Hoffa’s demise had tragic consequences for all of labor. To bring Hoffa down, a young Robert F. Kennedy, leading a Senate investigation known as the McClellan Committee, engaged in famously abusive and broad-brush tactics that had the effect of making large parts of the American public think that unions had grown into dangerously powerful institutions that threatened America’s economy and even its moral sense. The righteous Boston liberal gave the post-World War II conservative critique of American unions a broad public audience and a credibility that anti-labor forces in the business community and Congress never could have achieved. As the labor historian Nelson Lichtenstein has noted, the McClellan Committee hearings had a “devastating impact on the moral standing of the entire trade-union world” and “marked a true shift in the public perception of American trade unionism and of the collective-bargaining system within which it was embedded.”

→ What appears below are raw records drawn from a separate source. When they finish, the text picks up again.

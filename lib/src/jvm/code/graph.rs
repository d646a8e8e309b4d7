use super::Instruction;
use crate::jvm::{VerifyError, VerifyErrorKind};
use crate::util::{Offset, OffsetResult, OffsetVec};

/// Decoded method body
///
/// Instructions are stored in program order and addressed by their bytecode position (the sum of
/// the sizes of the instructions before them). The "next" instruction of the one at index `i` is
/// just the one at index `i + 1`, and branch targets are positions which can be resolved back to
/// indices with [`InstructionGraph::index_of`].
#[derive(Debug, Clone)]
pub struct InstructionGraph {
    instructions: OffsetVec<Instruction>,
}

impl InstructionGraph {
    /// Decode a full method body, checking that every branch target lands on the start of an
    /// instruction
    pub fn decode(code: &[u8]) -> Result<InstructionGraph, VerifyError> {
        let mut instructions = OffsetVec::new();
        let mut position = 0;
        while position < code.len() {
            let instruction = Instruction::decode(code, position)?;
            log::trace!(
                "decoded {} at {} ({} bytes)",
                super::opcodes::mnemonic(instruction.opcode),
                position,
                instruction.size
            );
            position += instruction.size;
            instructions.push(instruction);
        }

        let graph = InstructionGraph { instructions };
        for (_, _, instruction) in &graph.instructions {
            for target in instruction.targets() {
                if graph.index_of(target).is_none() {
                    return Err(VerifyError::at(
                        instruction.position,
                        VerifyErrorKind::InvalidTarget(target as i64),
                    ));
                }
            }
        }
        Ok(graph)
    }

    /// Number of instructions
    pub fn len(&self) -> usize {
        self.instructions.len()
    }

    pub fn is_empty(&self) -> bool {
        self.instructions.is_empty()
    }

    /// Length of the code in bytes
    pub fn code_len(&self) -> usize {
        self.instructions.offset_len().0
    }

    /// Index of the instruction starting exactly at a position
    pub fn index_of(&self, position: usize) -> Option<usize> {
        match self.instructions.get_offset(Offset(position)) {
            OffsetResult::Ok(index, _) => Some(index),
            _ => None,
        }
    }

    /// Instruction starting exactly at a position
    pub fn at(&self, position: usize) -> Option<&Instruction> {
        self.instructions.get_offset(Offset(position)).ok()
    }

    pub fn get(&self, index: usize) -> Option<&Instruction> {
        self.instructions.get_index(index).map(|(_, instruction)| instruction)
    }

    pub fn iter(&self) -> impl Iterator<Item = &Instruction> {
        self.instructions.iter().map(|(_, _, instruction)| instruction)
    }

    /// Check that a position from outside the code (eg. an exception table) is valid
    ///
    /// When `allow_end` is set, the position just past the last instruction is also accepted
    /// (exception ranges are exclusive at their end).
    pub fn check_position(&self, position: usize, allow_end: bool) -> Result<(), VerifyError> {
        if self.index_of(position).is_some() || (allow_end && position == self.code_len()) {
            Ok(())
        } else {
            Err(VerifyError::from(VerifyErrorKind::InvalidTarget(
                position as i64,
            )))
        }
    }
}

Bobby Kennedy continued the abusive tactics of what had become a vendetta against Hoffa when he was Attorney General in his brother John’s administration. Kennedy finally got his man with two criminal convictions in 1964. He had always assumed that removing Hoffa from the Teamsters would eliminate the mob’s influence on the union, but he never realized that Hoffa, despite his turpitude, was keeping the organized crime relatively at bay. When Hoffa went to jail in 1967, the mob infiltrated the union and gorged on its pension funds as never before.
That irony was soon compounded by another. Hoffa’s threat, after his release from prison, to upset the mob’s happy arrangement with the Teamsters is what got him killed. And it was the notorious Hoffa hit that finally roused the federal government, after decades of fiddling, to commit the resources and imagination needed to really understand the problem of labor racketeering and, eventually, to break the mob’s hold on the Teamsters Union, and its criminal power more generally. As Al Sproule, an FBI agent who worked the Hoffa case from New York in the 1970s, told me, “If Jimmy was left in the street, a lot of people would not have gone to prison and the Teamsters Union and ‘organized crime’ would not have been affected as dramatically as they have been.”
― Fuck the NRA (ulysses), Sunday, 1 December 2019 19:14 (four years ago) link
The storm of mob prosecutions that followed JH's disappearance fueled all those hits circa 1980. The Mafia started to really fall apart.
― a Mets fan who gave up on everything in the mid '80s (Dr Morbius), Sunday, 1 December 2019 19:33 (four years ago) link
I got a kick out of Frank's Jack Benny-esque "thanks for the kind words, I don't deserve this award, but then again, I have bursitis and I don't deserve that either" quip. I've always planned to use that if I ever get some kind of big award, hopefully "astigmatism" or "tinnitus" are the biggest maladies I can substitute for "bursitis" if the time ever comes.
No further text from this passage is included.